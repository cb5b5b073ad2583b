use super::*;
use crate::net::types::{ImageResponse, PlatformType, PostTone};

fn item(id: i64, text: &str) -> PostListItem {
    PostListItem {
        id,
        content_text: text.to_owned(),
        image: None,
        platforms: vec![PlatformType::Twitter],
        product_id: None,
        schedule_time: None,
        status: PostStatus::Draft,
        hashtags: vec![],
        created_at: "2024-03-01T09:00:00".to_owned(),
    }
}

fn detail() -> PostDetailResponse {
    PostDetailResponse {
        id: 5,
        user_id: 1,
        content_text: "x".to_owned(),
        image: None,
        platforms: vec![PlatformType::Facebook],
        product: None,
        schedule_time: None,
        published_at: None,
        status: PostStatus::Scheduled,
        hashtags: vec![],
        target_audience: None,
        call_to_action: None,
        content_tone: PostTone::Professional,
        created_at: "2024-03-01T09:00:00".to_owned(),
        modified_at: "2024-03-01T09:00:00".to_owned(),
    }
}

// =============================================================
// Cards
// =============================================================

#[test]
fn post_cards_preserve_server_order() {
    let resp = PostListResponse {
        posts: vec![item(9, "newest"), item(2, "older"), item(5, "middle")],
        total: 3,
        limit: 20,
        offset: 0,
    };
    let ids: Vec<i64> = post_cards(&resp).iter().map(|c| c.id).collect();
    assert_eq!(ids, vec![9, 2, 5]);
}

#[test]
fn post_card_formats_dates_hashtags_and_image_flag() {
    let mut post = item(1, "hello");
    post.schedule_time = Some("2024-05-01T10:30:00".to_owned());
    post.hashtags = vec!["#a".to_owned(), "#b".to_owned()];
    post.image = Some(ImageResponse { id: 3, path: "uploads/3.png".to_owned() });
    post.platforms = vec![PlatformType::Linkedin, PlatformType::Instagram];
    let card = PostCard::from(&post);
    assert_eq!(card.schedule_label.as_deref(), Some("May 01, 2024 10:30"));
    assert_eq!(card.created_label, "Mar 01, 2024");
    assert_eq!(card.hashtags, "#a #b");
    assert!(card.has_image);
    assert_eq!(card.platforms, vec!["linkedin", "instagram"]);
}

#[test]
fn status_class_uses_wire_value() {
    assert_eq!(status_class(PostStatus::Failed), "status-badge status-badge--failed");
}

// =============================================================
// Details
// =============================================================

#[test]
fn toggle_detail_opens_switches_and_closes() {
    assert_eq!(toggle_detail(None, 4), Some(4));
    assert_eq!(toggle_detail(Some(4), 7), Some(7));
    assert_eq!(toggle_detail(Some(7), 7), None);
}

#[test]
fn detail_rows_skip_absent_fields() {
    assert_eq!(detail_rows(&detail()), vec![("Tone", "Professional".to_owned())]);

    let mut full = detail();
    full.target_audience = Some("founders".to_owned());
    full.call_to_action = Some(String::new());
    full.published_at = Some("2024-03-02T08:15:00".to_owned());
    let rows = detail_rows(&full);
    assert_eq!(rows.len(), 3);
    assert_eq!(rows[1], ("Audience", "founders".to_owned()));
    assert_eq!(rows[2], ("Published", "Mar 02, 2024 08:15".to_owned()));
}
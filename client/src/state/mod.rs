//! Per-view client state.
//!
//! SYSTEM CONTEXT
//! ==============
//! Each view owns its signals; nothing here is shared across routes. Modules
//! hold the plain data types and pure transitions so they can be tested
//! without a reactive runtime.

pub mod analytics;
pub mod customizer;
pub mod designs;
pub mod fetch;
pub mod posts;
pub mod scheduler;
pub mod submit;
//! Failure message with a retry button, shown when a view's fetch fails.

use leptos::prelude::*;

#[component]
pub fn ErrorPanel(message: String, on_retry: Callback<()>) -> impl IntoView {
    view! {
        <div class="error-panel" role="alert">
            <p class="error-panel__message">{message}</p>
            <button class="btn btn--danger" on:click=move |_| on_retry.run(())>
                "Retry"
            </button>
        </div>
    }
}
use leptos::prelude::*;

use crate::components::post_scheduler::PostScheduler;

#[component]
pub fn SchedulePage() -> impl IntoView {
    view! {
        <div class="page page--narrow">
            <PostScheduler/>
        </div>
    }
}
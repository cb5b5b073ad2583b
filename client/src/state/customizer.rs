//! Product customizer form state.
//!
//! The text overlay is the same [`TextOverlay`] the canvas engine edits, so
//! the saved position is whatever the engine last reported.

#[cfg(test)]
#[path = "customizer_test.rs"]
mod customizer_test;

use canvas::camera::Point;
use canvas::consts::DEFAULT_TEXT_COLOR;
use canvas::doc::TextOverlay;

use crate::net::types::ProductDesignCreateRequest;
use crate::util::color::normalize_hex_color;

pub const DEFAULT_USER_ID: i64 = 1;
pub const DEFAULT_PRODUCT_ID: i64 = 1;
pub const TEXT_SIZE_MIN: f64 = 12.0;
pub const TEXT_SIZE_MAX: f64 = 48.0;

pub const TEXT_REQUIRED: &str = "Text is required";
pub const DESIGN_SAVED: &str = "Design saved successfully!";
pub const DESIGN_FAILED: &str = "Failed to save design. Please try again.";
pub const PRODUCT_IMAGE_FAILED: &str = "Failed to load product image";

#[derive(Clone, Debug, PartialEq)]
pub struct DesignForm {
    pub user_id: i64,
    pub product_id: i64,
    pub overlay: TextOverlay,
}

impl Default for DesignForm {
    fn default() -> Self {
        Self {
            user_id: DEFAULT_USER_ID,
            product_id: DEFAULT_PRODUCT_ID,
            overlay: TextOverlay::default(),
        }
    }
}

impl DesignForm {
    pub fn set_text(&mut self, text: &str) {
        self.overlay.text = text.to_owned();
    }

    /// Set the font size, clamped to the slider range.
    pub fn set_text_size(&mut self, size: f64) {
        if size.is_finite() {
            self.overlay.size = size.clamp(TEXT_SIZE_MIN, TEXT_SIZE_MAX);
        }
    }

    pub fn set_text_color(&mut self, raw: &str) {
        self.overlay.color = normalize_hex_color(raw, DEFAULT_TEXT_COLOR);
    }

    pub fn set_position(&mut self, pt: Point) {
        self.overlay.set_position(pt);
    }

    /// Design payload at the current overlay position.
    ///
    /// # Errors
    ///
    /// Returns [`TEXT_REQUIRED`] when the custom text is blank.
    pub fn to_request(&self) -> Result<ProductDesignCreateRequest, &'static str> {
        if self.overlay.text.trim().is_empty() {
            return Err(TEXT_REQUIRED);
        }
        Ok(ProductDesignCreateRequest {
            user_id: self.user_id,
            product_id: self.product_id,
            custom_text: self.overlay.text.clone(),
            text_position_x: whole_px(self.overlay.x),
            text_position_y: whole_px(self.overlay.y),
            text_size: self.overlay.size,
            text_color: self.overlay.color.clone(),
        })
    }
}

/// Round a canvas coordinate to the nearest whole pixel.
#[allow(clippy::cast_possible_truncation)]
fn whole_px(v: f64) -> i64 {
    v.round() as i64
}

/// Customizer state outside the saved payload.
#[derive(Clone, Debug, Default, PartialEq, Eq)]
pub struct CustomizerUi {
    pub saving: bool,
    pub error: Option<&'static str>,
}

........

» **Task requirements**:
Restate every line of the data above exactly as it was written.

» **Answer area**:
repository cb5b5b073ad2583b
use super::*;
use crate::net::types::{ImageResponse, PlatformType, PostTone};

fn item(id: i64, text: &str) -> PostListItem {
    PostListItem {
        id,
        content_text: text.to_owned(),
        image: None,
        platforms: vec![PlatformType::Twitter],
        product_id: None,
        schedule_time: None,
        status: PostStatus::Draft,
        hashtags: vec![],
        created_at: "2024-03-01T09:00:00".to_owned(),
    }
}

fn detail() -> PostDetailResponse {
    PostDetailResponse {
        id: 5,
        user_id: 1,
        content_text: "x".to_owned(),
        image: None,
        platforms: vec![PlatformType::Facebook],
        product: None,
        schedule_time: None,
        published_at: None,
        status: PostStatus::Scheduled,
        hashtags: vec![],
        target_audience: None,
        call_to_action: None,
        content_tone: PostTone::Professional,
        created_at: "2024-03-01T09:00:00".to_owned(),
        modified_at: "2024-03-01T09:00:00".to_owned(),
    }
}

// =============================================================
// Cards
// =============================================================

#[test]
fn post_cards_preserve_server_order() {
    let resp = PostListResponse {
        posts: vec![item(9, "newest"), item(2, "older"), item(5, "middle")],
        total: 3,
        limit: 20,
        offset: 0,
    };
    let ids: Vec<i64> = post_cards(&resp).iter().map(|c| c.id).collect();
    assert_eq!(ids, vec![9, 2, 5]);
}

#[test]
fn post_card_formats_dates_hashtags_and_image_flag() {
    let mut post = item(1, "hello");
    post.schedule_time = Some("2024-05-01T10:30:00".to_owned());
    post.hashtags = vec!["#a".to_owned(), "#b".to_owned()];
    post.image = Some(ImageResponse { id: 3, path: "uploads/3.png".to_owned() });
    post.platforms = vec![PlatformType::Linkedin, PlatformType::Instagram];
    let card = PostCard::from(&post);
    assert_eq!(card.schedule_label.as_deref(), Some("May 01, 2024 10:30"));
    assert_eq!(card.created_label, "Mar 01, 2024");
    assert_eq!(card.hashtags, "#a #b");
    assert!(card.has_image);
    assert_eq!(card.platforms, vec!["linkedin", "instagram"]);
}

#[test]
fn status_class_uses_wire_value() {
    assert_eq!(status_class(PostStatus::Failed), "status-badge status-badge--failed");
}

// =============================================================
// Details
// =============================================================

#[test]
fn toggle_detail_opens_switches_and_closes() {
    assert_eq!(toggle_detail(None, 4), Some(4));
    assert_eq!(toggle_detail(Some(4), 7), Some(7));
    assert_eq!(toggle_detail(Some(7), 7), None);
}

#[test]
fn detail_rows_skip_absent_fields() {
    assert_eq!(detail_rows(&detail()), vec![("Tone", "Professional".to_owned())]);

    let mut full = detail();
    full.target_audience = Some("founders".to_owned());
    full.call_to_action = Some(String::new());
    full.published_at = Some("2024-03-02T08:15:00".to_owned());
    let rows = detail_rows(&full);
    assert_eq!(rows.len(), 3);
    assert_eq!(rows[1], ("Audience", "founders".to_owned()));
    assert_eq!(rows[2], ("Published", "Mar 02, 2024 08:15".to_owned()));
}
filename client/src/state/mod.rs
//! Per-view client state.
//!
//! SYSTEM CONTEXT
//! ==============
//! Each view owns its signals; nothing here is shared across routes. Modules
//! hold the plain data types and pure transitions so they can be tested
//! without a reactive runtime.

pub mod analytics;
pub mod customizer;
pub mod designs;
pub mod fetch;
pub mod posts;
pub mod scheduler;
pub mod submit;
//! Failure message with a retry button, shown when a view's fetch fails.

use leptos::prelude::*;

#[component]
pub fn ErrorPanel(message: String, on_retry: Callback<()>) -> impl IntoView {
    view! {
        <div class="error-panel" role="alert">
            <p class="error-panel__message">{message}</p>
            <button class="btn btn--danger" on:click=move |_| on_retry.run(())>
                "Retry"
            </button>
        </div>
    }
}
use leptos::prelude::*;

use crate::components::post_scheduler::PostScheduler;

#[component]
pub fn SchedulePage() -> impl IntoView {
    view! {
        <div class="page page--narrow">
            <PostScheduler/>
        </div>
    }
}
repository cb5b5b073ad2583b
filename client/src/state/customizer.rs
//! Product customizer form state.
//!
//! The text overlay is the same [`TextOverlay`] the canvas engine edits, so
//! the saved position is whatever the engine last reported.

#[cfg(test)]
#[path = "customizer_test.rs"]
mod customizer_test;

use canvas::camera::Point;
use canvas::consts::DEFAULT_TEXT_COLOR;
use canvas::doc::TextOverlay;

use crate::net::types::ProductDesignCreateRequest;
use crate::util::color::normalize_hex_color;

pub const DEFAULT_USER_ID: i64 = 1;
pub const DEFAULT_PRODUCT_ID: i64 = 1;
pub const TEXT_SIZE_MIN: f64 = 12.0;
pub const TEXT_SIZE_MAX: f64 = 48.0;

pub const TEXT_REQUIRED: &str = "Text is required";
pub const DESIGN_SAVED: &str = "Design saved successfully!";
pub const DESIGN_FAILED: &str = "Failed to save design. Please try again.";
pub const PRODUCT_IMAGE_FAILED: &str = "Failed to load product image";

#[derive(Clone, Debug, PartialEq)]
pub struct DesignForm {
    pub user_id: i64,
    pub product_id: i64,
    pub overlay: TextOverlay,
}

impl Default for DesignForm {
    fn default() -> Self {
        Self {
            user_id: DEFAULT_USER_ID,
            product_id: DEFAULT_PRODUCT_ID,
            overlay: TextOverlay::default(),
        }
    }
}

impl DesignForm {
    pub fn set_text(&mut self, text: &str) {
        self.overlay.text = text.to_owned();
    }

    /// Set the font size, clamped to the slider range.
    pub fn set_text_size(&mut self, size: f64) {
        if size.is_finite() {
            self.overlay.size = size.clamp(TEXT_SIZE_MIN, TEXT_SIZE_MAX);
        }
    }

    pub fn set_text_color(&mut self, raw: &str) {
        self.overlay.color = normalize_hex_color(raw, DEFAULT_TEXT_COLOR);
    }

    pub fn set_position(&mut self, pt: Point) {
        self.overlay.set_position(pt);
    }

    /// Design payload at the current overlay position.
    ///
    /// # Errors
    ///
    /// Returns [`TEXT_REQUIRED`] when the custom text is blank.
    pub fn to_request(&self) -> Result<ProductDesignCreateRequest, &'static str> {
        if self.overlay.text.trim().is_empty() {
            return Err(TEXT_REQUIRED);
        }
        Ok(ProductDesignCreateRequest {
            user_id: self.user_id,
            product_id: self.product_id,
            custom_text: self.overlay.text.clone(),
            text_position_x: whole_px(self.overlay.x),
            text_position_y: whole_px(self.overlay.y),
            text_size: self.overlay.size,
            text_color: self.overlay.color.clone(),
        })
    }
}

/// Round a canvas coordinate to the nearest whole pixel.
#[allow(clippy::cast_possible_truncation)]
fn whole_px(v: f64) -> i64 {
    v.round() as i64
}

/// Customizer state outside the saved payload.
#[derive(Clone, Debug, Default, PartialEq, Eq)]
pub struct CustomizerUi {
    pub saving: bool,
    pub error: Option<&'static str>,
}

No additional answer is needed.